Andrew Miller Photography: WEDDING PHOTOGRAPHY BUSINESSES AND THE GDPR

WEDDING PHOTOGRAPHY BUSINESSES AND THE GDPR

The GDPR will apply in the UK from 25 May 2018. The government has confirmed that the UK’s decision to leave the EU will not affect the commencement of the GDPR. So in effect, you have to think seriously about implementing some security to look after your client’s data.

The GDPR applies to ‘controllers’ and ‘processors’.
- If you are a processor, the GDPR places specific legal obligations on you; for example, you are required to maintain records of personal data and processing activities. You will have significantly more legal liability if you are responsible for a breach. These obligations for processors are a new requirement under the GDPR.
- However, if you are a controller, you are not relieved of your obligations where a processor is involved – the GDPR places further obligations on you to ensure your contracts with processors comply with the GDPR.
The GDPR applies to processing carried out by organisations operating within the EU.
It also applies to organisations outside the EU that offer goods or services to individuals in the EU. So if you are in the US and photograph weddings or run training workshops in the EU you are involved with this.

WEDDING PHOTOGRAPHY BUSINESSES AND THE GDPR – WHAT YOU NEED TO THINK ABOUT.

Personal data

Like the DPA, the GDPR applies to ‘personal data’. However, the GDPR’s definition is more detailed and makes it clear that information such as an online identifier – eg an IP address – can be personal data. The more expansive definition provides for a wide range of personal identifiers to constitute personal data, reflecting changes in technology and the way organisations collect information about people.

For most organisations, keeping HR records, customer lists, or contact details etc, the change to the definition should make little practical difference. You can assume that if you hold information that falls within the scope of the DPA, it will also fall within the scope of the GDPR.

The GDPR applies to both automated personal data and to manual filing systems where personal data are accessible according to specific criteria. This is wider than the DPA’s definition and could include chronologically ordered sets of manual records containing personal data.

Personal data that has been pseudonymised – eg key-coded – can fall within the scope of the GDPR depending on how difficult it is to attribute the pseudonym to a particular individual.

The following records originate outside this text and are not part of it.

//! EN-005: Output collection.
//!
//! Walks `output` blocks only. The collected values are declaration-time
//! placeholders; after apply only the names matter.

use super::classifier::single_label;
use super::error::{Error, Result};
use super::literal::evaluate_literal;
use super::types::{DeclarationFile, OutputDescriptor, OutputPolicy};

const KIND: &str = "output";

/// Collect the outputs declared in a file.
///
/// Fails on the first bad block; no partial list is returned.
pub fn collect_outputs(file: &DeclarationFile, policy: OutputPolicy) -> Result<Vec<OutputDescriptor>> {
    let mut outputs: Vec<OutputDescriptor> = Vec::new();

    for block in file.blocks_of(KIND) {
        let name = single_label(block, &file.source)?;

        if outputs.iter().any(|o| o.name == name) {
            return Err(Error::MalformedDeclaration {
                path: file.source.clone(),
                kind: KIND.to_string(),
                message: format!("output '{}' declared more than once", name),
            });
        }

        let expr = block.attribute("value").ok_or_else(|| Error::MissingValue {
            path: file.source.clone(),
            name: name.clone(),
        })?;

        let value = match (evaluate_literal(expr), policy) {
            (Ok(literal), _) => {
                let value = literal
                    .to_display_string()
                    .map_err(|unsupported| Error::UnsupportedDefaultType {
                        kind: KIND.to_string(),
                        name: name.clone(),
                        type_name: unsupported.0,
                    })?;
                Some(value)
            }
            (Err(_), OutputPolicy::NamesOnly) => None,
            (Err(message), OutputPolicy::Static) => {
                return Err(Error::UnevaluableOutput { name, message });
            }
        };

        let sensitive = block
            .attribute("sensitive")
            .and_then(|expr| evaluate_literal(expr).ok())
            .and_then(|lit| lit.as_bool())
            .unwrap_or(false);

        outputs.push(OutputDescriptor {
            name,
            value,
            sensitive,
        });
    }

    log::debug!("{}: {} outputs", file.source.display(), outputs.len());
    Ok(outputs)
}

The GDPR includes certain rights for your clients:

the right to be informed;
the right of access;
the right to rectification;
the right to erasure;
the right to restrict processing;
the right to data portability;
the right to object; and
the right not to be subject to automated decision-making including profiling.

Article 30 of the regulation declares that organisations with fewer than 250 employees will not be bound by GDPR. So the chances are small business won’t be affected too much, however it is best to review your arrangements anyway.

SOME SIMPLE SECURITY MEASURES

Use a multi layered approach!

“Perimeter Security” – All of your IT infrastructures should be stored in a secure and alarmed location. The alarm is monitored 24/7 and where a key holder does not answer a call the Police will be instructed to visit the site.

“Network Security” – All of the IT is further secured using strong password protection, using a mixture of alpha numeric and symbols. This is NOT written down.

“Privilege Based” – Only those who need to access your information will be able to access it. In 99% of cases that should be just you, or possibly an assistant.

More information can be found on the ICO’s website and in this .pdf

WHAT ABOUT YOUR CLIENTS?

Your clients should be made aware of your requirements under the GDPR and the DPA anyway. You should have a privacy policy in place on your website and also should have a postal address listed on your website as well as contact telephone numbers.